| name | design-principles |
| description | Explains and applies UI/UX design principles — visual hierarchy, spacing systems, typography rules, Krug's laws of usability, Hick's/Fitts's/Miller's laws, satisficing, scent, Tidwell's user behaviors (safe exploration, satisficing, habituation, spatial memory), empty states, de-emphasis, action hierarchy, dark patterns. Auto-activates when the user asks "why does X feel wrong", "what's the principle behind Y", "how should I hierarchy / space / align this", or invokes /uix:design-principles. Grounded in Refactoring UI, Don't Make Me Think, Designing Interfaces, and UX for Beginners. |
| argument-hint | [principle or question] |
| version | 0.1.0 |
| allowed-tools | Read, Grep |
design-principles
Act as the go-to reference for UI/UX design fundamentals. Auto-activates on principle questions or via /uix:design-principles.
Triggers
Hierarchy · de-emphasis · spacing scale · whitespace · typography scale · line-length · baseline alignment · Krug's laws · Don't make me think · scanning vs reading · satisficing · information scent · Hick's Law · Fitts's Law · Miller's Law (7±2) · Jakob's Law · paradox of choice · cognitive load · hyperbolic discounting · Tidwell user behaviors (safe exploration · instant gratification · changes in midstream · deferred choices · incremental construction · habituation · microbreaks · spatial memory · prospective memory · streamlined repetition · keyboard-only) · action hierarchy · dark patterns · empty states · trust / social proof.
Process
-
Restate the question in design terms. If the user described a symptom ("this screen feels cluttered"), name the principle at stake (visual hierarchy + whitespace + de-emphasis).
-
Load the master guide for the relevant section (${CLAUDE_PLUGIN_ROOT}/references/UI_MASTER_GUIDE.md):
- Mindset / philosophy → Part I
- User behavior / psychology → Parts II–III
- IA / navigation → Part IV
- Layout / hierarchy → Part V
- Typography → Part VI
- Forms → Part IX
- Mobile → Part XI
- Testing / iteration → Part XIII
- Pre-ship checklist → Part XIV
-
Answer in 4 parts:
- Principle — one-sentence definition, cite source tag (e.g.,
[RUI], [DMMT]).
- Why it matters — the user-behavior or cognitive reason underneath it.
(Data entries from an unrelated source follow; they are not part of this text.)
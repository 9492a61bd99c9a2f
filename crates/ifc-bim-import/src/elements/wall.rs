// This Source Code Form is subject to the terms of the Mozilla Public
// License, v. 2.0. If a copy of the MPL was not distributed with this
// file, You can obtain one at https://mozilla.org/MPL/2.0/.

use super::{profile_rotation, SolidFrame};
use crate::error::{ImportError, Result};
use crate::hierarchy::StoreyEntry;
use crate::session::Session;
use ifc_bim_geometry::{extract_swept_solid, ProfileShape};
use ifc_bim_model::{
    BimElement, Bounds3, DecodedEntity, ElementData, Placement, Point2, Point3, Quaternion,
    WallData,
};

/// Thinnest wall recovered from a bounding box
pub const MIN_WALL_THICKNESS: f64 = 0.05;

impl Session<'_> {
    /// Axis, thickness and height from a rectangle swept solid, falling
    /// back to the mesh bounding box
    pub(crate) fn decode_wall(
        &self,
        entity: &DecodedEntity,
        storey: &StoreyEntry,
    ) -> Result<BimElement> {
        let (wall, base_z, bounds) = match self.parametric_wall(entity) {
            Ok((wall, base_z)) => (wall, base_z, None),
            Err(reason) => {
                log::info!("Wall {}: {reason}; using mesh bounds", entity.id);
                let bounds = self.world_bounds(entity).ok_or(ImportError::NoGeometry)?;
                (wall_from_bounds(&bounds), bounds.min.z, Some(bounds))
            }
        };

        let placement = Placement::new(
            Point3::new(wall.start.x, wall.start.y, base_z - storey.origin_z),
            Quaternion::from_yaw(wall.angle()),
        );
        let mut element =
            BimElement::new(String::new(), ElementData::Wall(wall)).with_placement(placement);
        element.geometry.bounds = bounds;
        Ok(element)
    }

    /// Wall and the world height of its base
    fn parametric_wall(&self, entity: &DecodedEntity) -> Result<(WallData, f64)> {
        let solid = extract_swept_solid(self.resolver(), entity)?;
        let ProfileShape::Rectangle { x_dim, y_dim, position } = &solid.profile else {
            return Err(ImportError::invalid("profile is not a rectangle"));
        };

        // Longer side runs along the wall
        let angle = profile_rotation(position);
        let (length, thickness, (dx, dy)) = if x_dim >= y_dim {
            (*x_dim, *y_dim, (angle.cos(), angle.sin()))
        } else {
            (*y_dim, *x_dim, (-angle.sin(), angle.cos()))
        };

        let placement = self.world_placement(entity);
        let frame = SolidFrame {
            placement: &placement,
            solid: &solid,
            unit_scale: self.unit_scale,
        };
        let center = solid.profile.center();
        let half = length / 2.0;

        let wall = WallData {
            start: frame.to_world(center.x - dx * half, center.y - dy * half),
            end: frame.to_world(center.x + dx * half, center.y + dy * half),
            thickness: frame.length(thickness).max(MIN_WALL_THICKNESS),
            height: frame.length(solid.depth),
            openings: Vec::new(),
        };
        Ok((wall, frame.base_z()))
    }
}

/// Midline of the box along its longer plan side
pub fn wall_from_bounds(bounds: &Bounds3) -> WallData {
    let size = bounds.size();
    let center = bounds.center();
    let (start, end, thickness) = if size.x >= size.y {
        (
            Point2::new(bounds.min.x, center.y),
            Point2::new(bounds.max.x, center.y),
            size.y,
        )
    } else {
        (
            Point2::new(center.x, bounds.min.y),
            Point2::new(center.x, bounds.max.y),
            size.x,
        )
    };

    WallData {
        start,
        end,
        thickness: thickness.max(MIN_WALL_THICKNESS),
        height: size.z,
        openings: Vec::new(),
    }
}
// This Source Code Form is subject to the terms of the Mozilla Public
// License, v. 2.0. If a copy of the MPL was not distributed with this
// file, You can obtain one at https://mozilla.org/MPL/2.0/.

//! Per-element decoders
//!
//! Each decoder tries the element's swept solid first and falls back to
//! the world bounding box of its meshes. Lengths come out in metres and
//! heights relative to the storey.

mod column;
mod fill;
mod furniture;
mod slab;
mod space;
mod stair;
mod wall;

use ifc_bim_geometry::{Matrix3, SweptSolid, WorldPlacement};
use ifc_bim_model::{Bounds3, Point2};

/// Maps points of a swept solid's profile plane into world plan
pub(crate) struct SolidFrame<'a> {
    pub placement: &'a WorldPlacement,
    pub solid: &'a SweptSolid,
    pub unit_scale: f64,
}

impl SolidFrame<'_> {
    /// Profile point to world plan, metres
    pub fn to_world(&self, x: f64, y: f64) -> Point2 {
        let m = &self.solid.position;
        let lx = (m[(0, 0)] * x + m[(0, 1)] * y + m[(0, 3)]) * self.unit_scale;
        let ly = (m[(1, 0)] * x + m[(1, 1)] * y + m[(1, 3)]) * self.unit_scale;
        let (sin, cos) = self.placement.rotation_z.sin_cos();
        Point2::new(
            self.placement.position.x + cos * lx - sin * ly,
            self.placement.position.y + sin * lx + cos * ly,
        )
    }

    /// Rotation about Z of the profile plane in world plan
    pub fn rotation_z(&self) -> f64 {
        let m = &self.solid.position;
        self.placement.rotation_z + m[(1, 0)].atan2(m[(0, 0)])
    }

    /// World height of the solid's underside
    pub fn base_z(&self) -> f64 {
        self.placement.position.z + self.solid.base_z() * self.unit_scale
    }

    pub fn length(&self, value: f64) -> f64 {
        value * self.unit_scale
    }
}

/// Rotation encoded in a 2D profile position
pub(crate) fn profile_rotation(position: &Matrix3<f64>) -> f64 {
    position[(1, 0)].atan2(position[(0, 0)])
}

/// Corners of a positioned rectangle profile, counter-clockwise
pub(crate) fn rectangle_corners(
    x_dim: f64,
    y_dim: f64,
    position: &Matrix3<f64>,
) -> Vec<(f64, f64)> {
    let (hx, hy) = (x_dim / 2.0, y_dim / 2.0);
    [(-hx, -hy), (hx, -hy), (hx, hy), (-hx, hy)]
        .into_iter()
        .map(|(x, y)| {
            (
                position[(0, 0)] * x + position[(0, 1)] * y + position[(0, 2)],
                position[(1, 0)] * x + position[(1, 1)] * y + position[(1, 2)],
            )
        })
        .collect()
}

/// Plan corners of a box, counter-clockwise
pub(crate) fn bounds_outline(bounds: &Bounds3) -> Vec<Point2> {
    vec![
        Point2::new(bounds.min.x, bounds.min.y),
        Point2::new(bounds.max.x, bounds.min.y),
        Point2::new(bounds.max.x, bounds.max.y),
        Point2::new(bounds.min.x, bounds.max.y),
    ]
}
- How to apply — 2-4 concrete actions for the user's context.
- Counter-example — what violating the principle looks like and why it fails.
-
If the user asks a comparative question ("size vs weight for hierarchy?"), explain both, then give a decision rule. Always recommend weight + color over size alone [RUI].
-
Surface adjacent principles the user probably also needs. E.g., if they ask about hierarchy, mention that spacing and de-emphasis are the other two legs.
Ground rules
- Never invent principles that aren't in the master guide — cite
[RUI], [DMMT], [DI], [UXB], [MOM], [CBD], [IOC], [C&L], or [WCAG].
- When the user gives an example screen/code, diagnose which principle(s) are in play before prescribing.
- Keep output tight: a senior designer should be able to skim the answer.
- End with one link back to the relevant Part in
UI_MASTER_GUIDE.md for deeper reading.
Example
User: "Why does my form feel overwhelming?"
You:
Principle — Progressive Disclosure [DMMT][DI]. Show only what the user needs right now; reveal the rest on demand.
Why — Cognitive load ("bricks" in Marsh's model [UXB]). Every visible field is a decision, and Miller's 7±2 caps short-term capacity.
How to apply
- Split the form into stages (wizard or accordion) — only one section open at a time.
- Hide optional fields behind "Advanced".
- Use smart defaults so the user confirms rather than decides.
- Limit required fields to what is strictly needed for the next step.
Counter-example — a 20-field signup form on a single screen. Users abandon [MOM][DMMT].
See ${CLAUDE_PLUGIN_ROOT}/references/UI_MASTER_GUIDE.md Part IX (Forms) and Part V (Hierarchy).